MD3 React

Dialog

Interrupt with intent — confirmations and focused tasks over a scrim.
import {
  Dialog,
  DialogTrigger,
  DialogContent,
  DialogHeadline,
  DialogSupportingText,
  DialogActions,
  DialogClose,
} from "@brijbyte/md3-react/dialog";
@import "@brijbyte/md3-react/dialog.css";

Dialogs interrupt on purpose: they stop the current flow to ask for a decision or a small focused task, and hold the rest of the page behind a scrim until it's resolved. Use one for high-stakes moments — destructive actions, unsaved changes, a required choice — not for information a snackbar or inline message could carry.
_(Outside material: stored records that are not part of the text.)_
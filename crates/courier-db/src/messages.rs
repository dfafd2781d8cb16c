use courier_types::models::MessageRecord;
use rusqlite::Row;

use crate::models::{SavedMessage, StoredMessage};
use crate::{
    Database, OptionalExt, Result, StoreError, from_sql_time, from_sql_time_opt, to_sql_time,
};

const MESSAGE_COLUMNS: &str = "id, remote_message_id, chat_id, owner_remote_id, sender_id,
    sent_at, edited_at, text, media_type, media_path, is_forwarded, forwarded_at,
    is_deleted, deleted_at";

impl Database {
    /// Upsert by the natural key `(remote_message_id, chat_id)`.
    ///
    /// A redelivered or edited message updates the existing row in place:
    /// text and raw payload are replaced, the edit timestamp only moves
    /// forward, and forward state never regresses from true to false.
    /// Returns the row id and the stored forward state either way.
    pub fn save_message(&self, record: &MessageRecord) -> Result<SavedMessage> {
        let op = "save_message";
        let raw = serde_json::to_string(&record.raw)
            .map_err(|source| StoreError::Serialisation { op, source })?;

        self.with_tx(op, |conn| {
            conn.query_row(
                "INSERT INTO messages
                    (remote_message_id, chat_id, owner_remote_id, sender_id, sent_at, edited_at,
                     text, media_type, media_path, media_sha256, is_forwarded, forwarded_at, raw)
                 VALUES (?1, ?2, ?3, ?4, ?5, ?6, ?7, ?8, ?9, ?10, ?11, ?12, ?13)
                 ON CONFLICT(remote_message_id, chat_id) DO UPDATE SET
                    text         = excluded.text,
                    edited_at    = COALESCE(excluded.edited_at, messages.edited_at),
                    media_type   = COALESCE(excluded.media_type, messages.media_type),
                    media_path   = COALESCE(excluded.media_path, messages.media_path),
                    media_sha256 = COALESCE(excluded.media_sha256, messages.media_sha256),
                    is_forwarded = MAX(messages.is_forwarded, excluded.is_forwarded),
                    forwarded_at = COALESCE(messages.forwarded_at, excluded.forwarded_at),
                    raw          = excluded.raw,
                    updated_at   = datetime('now')
                 RETURNING id, is_forwarded",
                rusqlite::params![
                    record.remote_message_id,
                    record.chat_id,
                    record.owner_remote_id,
                    record.sender_id,
                    to_sql_time(record.sent_at),
                    record.edited_at.map(to_sql_time),
                    record.text,
                    record.media.kind(),
                    record.media_path,
                    record.media_sha256,
                    record.forwarded,
                    record.forwarded_at.map(to_sql_time),
                    raw
                ],
                |row| {
                    Ok(SavedMessage {
                        id: row.get(0)?,
                        forwarded: row.get(1)?,
                    })
                },
            )
        })
    }

    /// Returns true only for the call that actually flipped the flag.
    pub fn mark_forwarded(&self, message_id: i64) -> Result<bool> {
        self.with_tx("mark_forwarded", |conn| {
            let changed = conn.execute(
                "UPDATE messages
                 SET is_forwarded = 1, forwarded_at = datetime('now'), updated_at = datetime('now')
                 WHERE id = ?1 AND is_forwarded = 0",
                [message_id],
            )?;
            Ok(changed == 1)
        })
    }

    /// Deletions may reference messages sent before monitoring began; those
    /// match no row and are ignored.
    pub fn mark_deleted(&self, chat_id: i64, remote_message_id: i64) -> Result<bool> {
        self.with_tx("mark_deleted", |conn| {
            let changed = conn.execute(
                "UPDATE messages
                 SET is_deleted = 1, deleted_at = datetime('now'), updated_at = datetime('now')
                 WHERE chat_id = ?1 AND remote_message_id = ?2 AND is_deleted = 0",
                [chat_id, remote_message_id],
            )?;
            Ok(changed == 1)
        })
    }

    pub fn get_message(&self, chat_id: i64, remote_message_id: i64) -> Result<Option<StoredMessage>> {
        let sql = format!(
            "SELECT {} FROM messages WHERE chat_id = ?1 AND remote_message_id = ?2",
            MESSAGE_COLUMNS
        );
        self.with_conn("get_message", |conn| {
            conn.query_row(&sql, [chat_id, remote_message_id], message_from_row)
                .optional()
        })
    }

    /// Newest first, by send time.
    pub fn messages_in_chat(&self, chat_id: i64, limit: u32) -> Result<Vec<StoredMessage>> {
        let sql = format!(
            "SELECT {} FROM messages WHERE chat_id = ?1 ORDER BY sent_at DESC, id DESC LIMIT ?2",
            MESSAGE_COLUMNS
        );
        self.with_conn("messages_in_chat", |conn| {
            let mut stmt = conn.prepare(&sql)?;
            let rows = stmt
                .query_map(rusqlite::params![chat_id, limit], message_from_row)?
                .collect::<rusqlite::Result<Vec<_>>>()?;
            Ok(rows)
        })
    }
}

fn message_from_row(row: &Row<'_>) -> rusqlite::Result<StoredMessage> {
    Ok(StoredMessage {
        id: row.get(0)?,
        remote_message_id: row.get(1)?,
        chat_id: row.get(2)?,
        owner_remote_id: row.get(3)?,
        sender_id: row.get(4)?,
        sent_at: from_sql_time(&row.get::<_, String>(5)?),
        edited_at: from_sql_time_opt(row.get(6)?),
        text: row.get(7)?,
        media_type: row.get(8)?,
        media_path: row.get(9)?,
        forwarded: row.get(10)?,
        forwarded_at: from_sql_time_opt(row.get(11)?),
        deleted: row.get(12)?,
        deleted_at: from_sql_time_opt(row.get(13)?),
    })
}

#[cfg(test)]
mod tests {
    use super::*;
    use chrono::{TimeZone, Utc};
    use courier_types::models::Media;

    fn record(text: &str) -> MessageRecord {
        MessageRecord {
            owner_remote_id: 1001,
            remote_message_id: 42,
            chat_id: 7,
            sender_id: Some(555),
            sent_at: Utc.with_ymd_and_hms(2026, 4, 1, 12, 0, 0).unwrap(),
            edited_at: None,
            text: Some(text.to_string()),
            media: Media::None,
            media_path: None,
            media_sha256: None,
            forwarded: false,
            forwarded_at: None,
            raw: serde_json::json!({ "text": text }),
        }
    }

    fn row_count(db: &Database) -> i64 {
        db.with_conn("count", |conn| {
            conn.query_row("SELECT COUNT(*) FROM messages", [], |r| r.get(0))
        })
        .unwrap()
    }

    #[test]
    fn saving_twice_updates_one_row() {
        let db = Database::open_in_memory().unwrap();
        let first = db.save_message(&record("first")).unwrap();
        let second = db.save_message(&record("second")).unwrap();

        assert_eq!(first, second);
        assert_eq!(row_count(&db), 1);
        let stored = db.get_message(7, 42).unwrap().unwrap();
        assert_eq!(stored.text.as_deref(), Some("second"));
    }

    #[test]
    fn same_message_id_in_another_chat_is_a_new_row() {
        let db = Database::open_in_memory().unwrap();
        let a = db.save_message(&record("a")).unwrap();
        let b = db
            .save_message(&MessageRecord {
                chat_id: 8,
                ..record("b")
            })
            .unwrap();

        assert_ne!(a, b);
        assert_eq!(row_count(&db), 2);
    }

    #[test]
    fn edit_sets_timestamp_and_keeps_forward_state() {
        let db = Database::open_in_memory().unwrap();
        let saved = db.save_message(&record("original")).unwrap();
        assert!(!saved.forwarded);
        assert!(db.mark_forwarded(saved.id).unwrap());

        let edited_at = Utc.with_ymd_and_hms(2026, 4, 1, 12, 5, 0).unwrap();
        let resaved = db
            .save_message(&MessageRecord {
                edited_at: Some(edited_at),
                ..record("edited")
            })
            .unwrap();
        assert_eq!(resaved, SavedMessage { id: saved.id, forwarded: true });

        let stored = db.get_message(7, 42).unwrap().unwrap();
        assert_eq!(stored.text.as_deref(), Some("edited"));
        assert_eq!(stored.edited_at, Some(edited_at));
        assert!(stored.forwarded);
        assert!(stored.forwarded_at.is_some());
    }

    #[test]
    fn mark_forwarded_is_idempotent() {
        let db = Database::open_in_memory().unwrap();
        let id = db.save_message(&record("x")).unwrap().id;

        assert!(db.mark_forwarded(id).unwrap());
        let first_at = db.get_message(7, 42).unwrap().unwrap().forwarded_at;
        assert!(!db.mark_forwarded(id).unwrap());
        assert_eq!(db.get_message(7, 42).unwrap().unwrap().forwarded_at, first_at);
    }

    #[test]
    fn delete_keeps_the_row() {
        let db = Database::open_in_memory().unwrap();
        db.save_message(&record("bye")).unwrap();

        assert!(db.mark_deleted(7, 42).unwrap());
        let stored = db.get_message(7, 42).unwrap().unwrap();
        assert!(stored.deleted);
        assert!(stored.deleted_at.is_some());
        assert_eq!(stored.text.as_deref(), Some("bye"));
    }

    #[test]
    fn deleting_unknown_message_is_a_no_op() {
        let db = Database::open_in_memory().unwrap();
        assert!(!db.mark_deleted(7, 9999).unwrap());
        assert_eq!(row_count(&db), 0);
    }

    #[test]
    fn media_descriptor_is_stored() {
        let db = Database::open_in_memory().unwrap();
        db.save_message(&MessageRecord {
            media: Media::Photo {
                photo_id: Some(3),
                size: 100,
            },
            media_path: Some("media/1001/7_42".into()),
            ..record("pic")
        })
        .unwrap();

        let listed = db.messages_in_chat(7, 10).unwrap();
        assert_eq!(listed.len(), 1);
        assert_eq!(listed[0].media_type.as_deref(), Some("photo"));
        assert_eq!(listed[0].media_path.as_deref(), Some("media/1001/7_42"));
    }
}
Dialog wraps Base UI's Dialog, so focus trapping, scroll locking, and Escape/scrim dismissal come built in.

Basic

The canonical confirmation: a headline phrased as the decision being made, supporting text spelling out the consequence, and two text buttons — the dismissive action first, the confirming action last. Give both actions specific verbs ("Cancel" / "Delete"), never an ambiguous "Yes"/"No". DialogClose renders the control you pass it and closes the dialog on click in addition to running its own onClick, so the confirming action is just a DialogClose with your handler attached.

With a hero icon

An optional DialogIcon above the headline reinforces what the dialog is about; its presence centers the headline under it (supporting text stays start-aligned, per spec). The icon renders in secondary at 24px.

Selection list

Dialogs can carry a focused task instead of plain text — a single choice from a list is the classic one. Put the scrollable region in DialogBody: it grows between the headline and the actions, scrolls when content overflows, and draws the MD3 dividers at its top and bottom edges. Cap the dialog's height with your own class (here max-height: 480px) when the list shouldn't fill the viewport.

Full-screen

For a task that needs more room — creating or editing something with several fields — pass variant="full-screen" to Dialog. The action row is swapped for a DialogHeader: a close IconButton, the DialogHeadline (rendered as title-large), and the confirming text button. MD3 reserves true full-screen presentation for compact windows, so the variant adapts on its own: under 600px it fills the viewport on surface and slides up from the bottom edge; at 600px and above it renders as a centered dialog, sized a step up from the basic one to fit the task it hosts. Resize the window (or open this demo on a phone) to see both.

Accessibility

The dialog traps focus and moves it in on open (to the first tabbable element, or the popup itself if there isn't one) and back to the trigger on close. DialogHeadline and DialogSupportingText wire up aria-labelledby/aria-describedby automatically; if a dialog has no visible headline, put an aria-label on DialogContent. Escape and scrim clicks both dismiss it — keep that for low-stakes dialogs, and handle truly critical confirmations by acting only on the explicit buttons.